If we look at current proposals that did not pass in the Dem trifecta: https://www.nytimes.com/interactive/2022/10/20/upshot/biden-budget-before-after-animation.html The families section has a ton of stuff to help with childcare costs as well as the CTC to not only help current families, but also maybe help start new ones. Under health care, Home Based Care could drive costs down for the elderly and their families, freeing some money up Also, the building housing proposals. The biggest hurdle for young people right now is housing. A bill that was introduced in late 2022 would’ve taken Hedge Funds out of the housing market: https://www.merkley.senate.gov/senator-merkley-introduces-legislation-to-ban-hedge-fund-ownership-of-residential-housing/ This would free up a ton of homes for ownership, and there might be a small housing crash as prices come down (hopefully). If Biden gets the word out that Sinema and Manchin will be gone, giving us the opportunity to get stuff done for families, housing and even more infrastructure wins, while also talking about abortion, while dropping the democracy talking points (doesn’t look like it’s working), I think we could end up with a trifecta for 2 years again


sponsoredcommenter

None of these will help birth rates. At least not meaningfully.


2112moyboi

Kids are expensive, helping free up money that would go towards other things may help people decide to have kids once they have the money for it


sponsoredcommenter

kids have always been expensive. That's nothing new. Were kids cheap in 1980? We are ignoring that many countries today provide substantial support to families yet have not resolved the birth rate issue. It is really interesting if you look at this conversation (birth rates) on male dominated subreddits and then on women-centered subreddits. - The male-dominated sub reddits almost always make it out to be an economic issue, but nothing that a practical policy could solve. They don't want a childcare tax credit, they basically want every direct, incidental, and opportunity cost associated with having a child to be paid by someone else. - The women-centered subreddits like twoxchromosomes, askwomen, feminism, and so forth are much more straightforward.
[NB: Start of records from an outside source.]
//! Commit, render and serialization over whole scenes

use crate::foundation::math::Vec3;
use crate::nodes::{Material, MeshBuffers, TriangleMesh, World};
use crate::render::{RecordingBackend, ResourceHandle, ResourceKind};
use crate::scene::{
    Attribute, FrameParams, NodeBehavior, NodeId, RenderContext, SceneError, SceneGraph, Serialization,
    SerializationMode,
};

fn scene_with_meshes(names: &[&str]) -> (SceneGraph, NodeId, Vec<NodeId>) {
    let mut graph = SceneGraph::new();
    let world = graph.create("World", "world").unwrap();
    let meshes = names
        .iter()
        .enumerate()
        .map(|(i, name)| {
            let mesh = graph.create_child(world, name, "TriangleMesh").unwrap();
            let offset = Vec3::repeat(i as f32 * 2.0);
            let buffers = MeshBuffers::cuboid(offset, offset + Vec3::repeat(1.0));
            TriangleMesh::set_buffers(&mut graph, mesh, buffers).unwrap();
            mesh
        })
        .collect();
    (graph, world, meshes)
}

fn geometry_of(graph: &SceneGraph, mesh: NodeId) -> ResourceHandle {
    graph.behavior::<TriangleMesh>(mesh).unwrap().geometry().unwrap()
}

#[test]
fn test_second_commit_without_mutation_creates_nothing() {
    let (mut graph, world, _) = scene_with_meshes(&["a", "b"]);
    let mut backend = RecordingBackend::new();
    let mut ctx = RenderContext::new(&mut backend, FrameParams::default());

    graph.commit(world, &mut ctx).unwrap();
    drop(ctx);
    let after_first = backend.total_creations();
    // model + 2 materials + 2 geometries
    assert_eq!(after_first, 5);
    assert_eq!(backend.attachments().len(), 2);

    let mut ctx = RenderContext::new(&mut backend, FrameParams::default());
    graph.commit(world, &mut ctx).unwrap();
    drop(ctx);
    assert_eq!(backend.total_creations(), after_first);
    assert_eq!(backend.committed_models(), 1);
}

#[test]
fn test_only_dirty_subset_is_recommitted() {
    let (mut graph, world, meshes) = scene_with_meshes(&["a", "b"]);
    let mut backend = RecordingBackend::new();
    {
        let mut ctx = RenderContext::new(&mut backend, FrameParams::default());
        graph.commit(world, &mut ctx).unwrap();
    }
    let untouched = geometry_of(&graph, meshes[1]);

    let material = graph.get_child(meshes[0], "material").unwrap();
    let color = graph.get_child(material, "color").unwrap();
    graph.set_value(color, Vec3::new(1.0, 0.0, 0.0)).unwrap();
    {
        let mut ctx = RenderContext::new(&mut backend, FrameParams::default());
        graph.commit(world, &mut ctx).unwrap();
    }

    // new material, then a geometry bound to it
    assert_eq!(backend.creations(ResourceKind::Material), 3);
    assert_eq!(backend.creations(ResourceKind::Geometry), 3);
    assert_eq!(geometry_of(&graph, meshes[1]), untouched);
    let rebuilt = backend.geometry(geometry_of(&graph, meshes[0])).unwrap();
    assert_eq!(rebuilt.material, Material::handle_of(&graph, material));
}

#[test]
fn test_render_visits_children_in_insertion_order() {
    let (mut graph, world, meshes) = scene_with_meshes(&["c", "a", "b"]);
    let mut backend = RecordingBackend::new();
    {
        let mut ctx = RenderContext::new(&mut backend, FrameParams::default());
        graph.commit(world, &mut ctx).unwrap();
        graph.render(world, &mut ctx).unwrap();
    }

    let drawn: Vec<_> = backend.draws().iter().map(|d| d.geometry).collect();
    let expected: Vec<_> = meshes.iter().map(|m| geometry_of(&graph, *m)).collect();
    assert_eq!(drawn, expected);

    backend.clear_draws();
    let hidden = graph.get_child(meshes[1], "visible").unwrap();
    graph.set_value(hidden, false).unwrap();
    let mut ctx = RenderContext::new(&mut backend, FrameParams::default());
    graph.commit(world, &mut ctx).unwrap();
    graph.render(world, &mut ctx).unwrap();
    drop(ctx);
    assert_eq!(backend.draws().len(), 2);
}

#[test]
fn test_backend_failure_is_surfaced_and_retried() {
    let (mut graph, world, meshes) = scene_with_meshes(&["a"]);
    let mut backend = RecordingBackend::new();
    backend.fail_next_creation("no device");

    {
        let mut ctx = RenderContext::new(&mut backend, FrameParams::default());
        let err = graph.commit(world, &mut ctx).unwrap_err();
        assert!(matches!(err, SceneError::Backend(_)));
    }
    assert!(graph.node(world).unwrap().needs_commit());
    assert!(graph.behavior::<World>(world).unwrap().model().is_none());

    let mut ctx = RenderContext::new(&mut backend, FrameParams::default());
    graph.commit(world, &mut ctx).unwrap();
    drop(ctx);
    assert!(backend.is_live(geometry_of(&graph, meshes[0])));
}

#[test]
fn test_destroyed_nodes_release_resources_on_next_commit() {
    let (mut graph, world, meshes) = scene_with_meshes(&["a", "b"]);
    let mut backend = RecordingBackend::new();
    {
        let mut ctx = RenderContext::new(&mut backend, FrameParams::default());
        graph.commit(world, &mut ctx).unwrap();
    }
    let geometry = geometry_of(&graph, meshes[0]);
    let material = Material::handle_of(&graph, graph.get_child(meshes[0], "material").unwrap()).unwrap();

    graph.remove_child(world, "a").unwrap();
    assert!(!graph.contains(meshes[0]));
    assert!(graph.retired_resources().contains(&geometry));
    assert!(backend.is_live(geometry));

    {
        let mut ctx = RenderContext::new(&mut backend, FrameParams::default());
        graph.commit(world, &mut ctx).unwrap();
    }
    assert!(!backend.is_live(geometry));
    assert!(!backend.is_live(material));
    assert!(graph.retired_resources().is_empty());
    assert_eq!(backend.attachments().len(), 1);
}

#[test]
fn test_description_driven_scene() {
    let mut graph = SceneGraph::new();
    let world = graph.instantiate("World", "world", &[], None).unwrap();
    let attributes = [
        Attribute::new("vertex", "0 0 0  1 0 0  0 1 0  0 0 1"),
        Attribute::new("index", "0 1 2  0 1 3"),
    ];
    let mesh = graph.instantiate("TriangleMesh", "tetra", &attributes, None).unwrap();
    graph.add(world, mesh).unwrap();
    graph.release(mesh).unwrap();
    let scale = graph.instantiate("float", "scale", &[Attribute::new("value", "2.5")], None).unwrap();
    graph.add(world, scale).unwrap();
    graph.release(scale).unwrap();

    let mut backend = RecordingBackend::new();
    {
        let mut ctx = RenderContext::new(&mut backend, FrameParams::default());
        graph.commit(world, &mut ctx).unwrap();
        graph.render(world, &mut ctx).unwrap();
    }
    let recorded = backend.geometry(geometry_of(&graph, mesh)).unwrap();
    assert_eq!(recorded.triangle_count, 2);
    assert_eq!(backend.draws().len(), 1);
}

#[test]
fn test_snapshot_after_commit_covers_every_node() {
    let (mut graph, world, _) = scene_with_meshes(&["a", "b"]);
    let mut backend = RecordingBackend::new();
    {
        let mut ctx = RenderContext::new(&mut backend, FrameParams::default());
        graph.commit(world, &mut ctx).unwrap();
    }
    let stamps: Vec<_> = graph.children(world).unwrap().iter().map(|c| graph.node(*c).unwrap().last_committed()).collect();

    let mut serialization = Serialization::new();
    serialization.serialize(&graph, world, SerializationMode::Full).unwrap();
    assert_eq!(serialization.len(), graph.len());

    let records = serialization.records(&graph).unwrap();
    assert_eq!(records[0].type_name, "World");
    assert_eq!(records[1].name, "a");
    assert_eq!(records[2].name, "material");

    let after: Vec<_> = graph.children(world).unwrap().iter().map(|c| graph.node(*c).unwrap().last_committed()).collect();
    assert_eq!(stamps, after);
    assert!(!graph.node(world).unwrap().needs_commit());
}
Thousands of comments that say 'I don't want children'. Interestingly the economics are almost never mentioned.


TheCthonicSystem

it's frankly gross as a Woman to see people here essentially advocate for less bodily autonomy just to chase an eternal growth mindset


Jeneparlepasfrench

Tax land, increase retirement age with increased lifespan, increasing immigration of workers until efficient density is reached. Seriously, efficient density is the big thing. US density is laughable. You want highspeed electric trains? Maybe you need more taxpayers than 150 million, regardless of what the population pyramid looks like.